According to CSPI, these nutritional breakdowns come from the companies themselves, although they are not necessarily listed on the restaurant menus. In a press release, CSPI nutrition policy director Margo Wootan said that these chain restaurants “may list a little nutrition information for lighter fare” but not “for all of their standardized items.”

But they should, she said, because “Americans eat out on average about four meals a week. With dishes like these, it’s easy to blow your diet not just for the day, but for the whole week.”

Write Before You Bite
With all those hidden calories out there, a woman’s got to have some tricks up her sleeve to maintain her girlish figure. Use the following tips to keep as accurate a daily calorie count as you can:

  1. Keep a daily food journal and record everything you eat and drink every day. Don’t forget to include the milk and sugar in your coffee, the dressing on your salad, and the mustard on your sandwich at lunch; it all adds up. The simple act of taking the time to write down what you eat makes you think about what you’re putting into your mouth and pushes you toward more conscious food choices.
  2. Use measuring cups, measuring spoons, and a food scale to make sure you’re eating the correct portion sizes. This practice is especially important when you’re noshing on cereal, chips, crackers, or any other munchable that comes in a box or a bag. Condiments and beverage are also difficult to eyeball and should be measured. Look at the nutrition label to see how many calories are in one serving and how large the serving size is.
  3. When you’re cooking from a recipe, write down all of the ingredients’ nutritional information and add them together. That way, you can figure out how many calories will be in each portion of the meal you are preparing. You can find the calorie counts of common ingredients online—for example, one cup of white flour is 455 calories—and divide that number by the amount of people the recipe is intended to serve.
  4. Eating out is tricky for calorie counters, but not impossible. Many restaurants, especially popular chain restaurants, now post their calorie counts online. If not, or if you don’t trust these numbers, you can rely on your common sense to get you through the meal. Avoid sauces; choose lean meats and vegetables that are simply grilled, and tuck them into portion sizes no larger than the palm of your hand.
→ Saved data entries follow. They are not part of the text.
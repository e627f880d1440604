use super::store::InsertOutcome;
use super::{Job, JobError, JobRegistry, JobStatus, JobStore};
use chrono::{DateTime, Duration, Utc};
use serde::{Deserialize, Serialize};
use serde_json::Value;
use std::sync::Arc;
use uuid::Uuid;

/// Longest accepted `delay_secs` (one year).
pub const MAX_DELAY_SECS: u64 = 365 * 24 * 60 * 60;

#[derive(Debug, Clone, Default, Deserialize)]
#[serde(rename_all = "camelCase")]
pub struct DispatchOptions {
    /// Overrides the registered queue.
    pub queue: Option<String>,
    /// Seconds from now before the job becomes runnable.
    pub delay_secs: Option<u64>,
    /// Explicit availability time. Takes precedence over `delay_secs`.
    pub available_at: Option<DateTime<Utc>>,
    /// Overrides the registered priority.
    pub priority: Option<i32>,
    /// Idempotency token. A second dispatch while a job holding the key is
    /// still pending is a no-op.
    pub dedup_key: Option<String>,
}

/// Typed dispatch result. A duplicate is a successful no-op, not an error.
#[derive(Debug, Clone, Copy, PartialEq, Eq, Serialize)]
#[serde(tag = "status", rename_all = "snake_case")]
pub enum DispatchOutcome {
    Queued {
        #[serde(rename = "jobId")]
        job_id: Uuid,
    },
    Duplicate {
        #[serde(rename = "existingJobId")]
        existing_job_id: Uuid,
    },
}

impl DispatchOutcome {
    pub fn is_duplicate(&self) -> bool {
        matches!(self, Self::Duplicate { .. })
    }
}

pub struct Dispatcher {
    registry: Arc<JobRegistry>,
    store: Arc<dyn JobStore>,
}

impl Dispatcher {
    pub fn new(registry: Arc<JobRegistry>, store: Arc<dyn JobStore>) -> Self {
        Self { registry, store }
    }

    pub async fn dispatch(
        &self,
        name: &str,
        payload: Value,
        options: DispatchOptions,
    ) -> Result<DispatchOutcome, JobError> {
        self.dispatch_at(name, payload, options, Utc::now()).await
    }

    pub async fn dispatch_at(
        &self,
        name: &str,
        payload: Value,
        options: DispatchOptions,
        now: DateTime<Utc>,
    ) -> Result<DispatchOutcome, JobError> {
        let definition = self
            .registry
            .definition(name)
            .ok_or_else(|| JobError::NotRegistered(name.to_string()))?;

        let run_at = options.available_at.unwrap_or_else(|| {
            let delay = options.delay_secs.unwrap_or(0).min(MAX_DELAY_SECS) as i64;
            now + Duration::seconds(delay)
        });

        let job = Job {
            id: Uuid::now_v7(),
            name: name.to_string(),
            queue: options.queue.unwrap_or_else(|| definition.queue.clone()),
            payload,
            status: JobStatus::Queued,
            priority: options.priority.unwrap_or(definition.priority),
            run_at,
            locked_at: None,
            locked_by: None,
            attempt: 0,
            max_attempts: definition.max_attempts,
            last_error: None,
            result: None,
            dedup_key: options.dedup_key.filter(|k| !k.is_empty()),
            created_at: now,
            started_at: None,
            completed_at: None,
        };

        match self.store.insert(job).await? {
            InsertOutcome::Inserted(job_id) => {
                tracing::info!(job = %name, job_id = %job_id, run_at = %run_at, "Job dispatched");
                Ok(DispatchOutcome::Queued { job_id })
            }
            InsertOutcome::Duplicate(existing_job_id) => {
                tracing::info!(
                    job = %name,
                    existing_job_id = %existing_job_id,
                    "Duplicate dispatch ignored"
                );
                Ok(DispatchOutcome::Duplicate { existing_job_id })
            }
        }
    }
}

#[cfg(test)]
mod tests {
    use super::*;
    use crate::jobs::{JobDefinition, JobFilter, MemoryJobStore, handler_fn};
    use serde_json::json;

    fn dispatcher() -> (Dispatcher, Arc<MemoryJobStore>) {
        let registry = JobRegistry::new().register(
            "email:welcome",
            JobDefinition::new("email", 3, 2),
            handler_fn(|_job: Job| async { Ok(json!(null)) }),
        );
        let store = Arc::new(MemoryJobStore::new());
        (Dispatcher::new(Arc::new(registry), store.clone()), store)
    }

    #[tokio::test]
    async fn test_dispatch_uses_registered_defaults() {
        let (dispatcher, store) = dispatcher();
        let payload = json!({"to": "a@example.com"});
        let outcome = dispatcher
            .dispatch("email:welcome", payload.clone(), DispatchOptions::default())
            .await
            .unwrap();
        let DispatchOutcome::Queued { job_id } = outcome else {
            panic!("expected queued, got {outcome:?}");
        };
        let job = store.get(job_id).await.unwrap().unwrap();
        assert_eq!(job.payload, payload);
        assert_eq!(job.status, JobStatus::Queued);
        assert_eq!(job.queue, "email");
        assert_eq!(job.priority, 2);
        assert_eq!(job.max_attempts, 3);
    }

    #[tokio::test]
    async fn test_unregistered_rejected_before_store() {
        let (dispatcher, store) = dispatcher();
        let err = dispatcher
            .dispatch("nonexistent:job", json!({}), DispatchOptions::default())
            .await
            .unwrap_err();
        assert!(matches!(err, JobError::NotRegistered(_)));
        assert!(err.to_string().contains("not registered"));
        assert_eq!(store.counts().await.unwrap().queued, 0);
    }

    #[tokio::test]
    async fn test_dedup_key_returns_duplicate() {
        let (dispatcher, store) = dispatcher();
        let opts = || DispatchOptions {
            dedup_key: Some("welcome:user-1".into()),
            ..Default::default()
        };
        let first = dispatcher.dispatch("email:welcome", json!({}), opts()).await.unwrap();
        let second = dispatcher.dispatch("email:welcome", json!({}), opts()).await.unwrap();
        assert!(!first.is_duplicate());
        assert!(second.is_duplicate());
        assert_eq!(store.list(&JobFilter::default()).await.unwrap().len(), 1);
    }

    #[tokio::test]
    async fn test_available_at_beats_delay() {
        let (dispatcher, store) = dispatcher();
        let now = Utc::now();
        let at = now + Duration::seconds(3600);
        let outcome = dispatcher
            .dispatch_at(
                "email:welcome",
                json!({}),
                DispatchOptions {
                    delay_secs: Some(10),
                    available_at: Some(at),
                    queue: Some("priority-mail".into()),
                    priority: Some(9),
                    ..Default::default()
                },
                now,
            )
            .await
            .unwrap();
        let DispatchOutcome::Queued { job_id } = outcome else {
            panic!("expected queued");
        };
        let job = store.get(job_id).await.unwrap().unwrap();
        assert_eq!(job.run_at, at);
        assert_eq!(job.queue, "priority-mail");
        assert_eq!(job.priority, 9);

        let outcome = dispatcher
            .dispatch_at(
                "email:welcome",
                json!({}),
                DispatchOptions {
                    delay_secs: Some(10),
                    ..Default::default()
                },
                now,
            )
            .await
            .unwrap();
        let DispatchOutcome::Queued { job_id } = outcome else {
            panic!("expected queued");
        };
        let job = store.get(job_id).await.unwrap().unwrap();
        assert_eq!(job.run_at, now + Duration::seconds(10));
    }

    #[test]
    fn test_outcome_serialization() {
        let id = Uuid::nil();
        let v = serde_json::to_value(DispatchOutcome::Duplicate { existing_job_id: id }).unwrap();
        assert_eq!(v["status"], "duplicate");
        let v = serde_json::to_value(DispatchOutcome::Queued { job_id: id }).unwrap();
        assert_eq!(v["status"], "queued");
        assert!(v["jobId"].is_string());
    }
}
By employing these strategies, you may not hit your exact daily calorie budget, but you won’t go too overboard.

Awareness Is What Counts
You don’t have to count every single calorie to lose weight, look good, and—most important—feel good. You just have to be aware of what you’re putting in your body. If you are a conscious eater and understand that you need to fuel yourself with the right foods, no one will be able to sneak any hidden calories past you.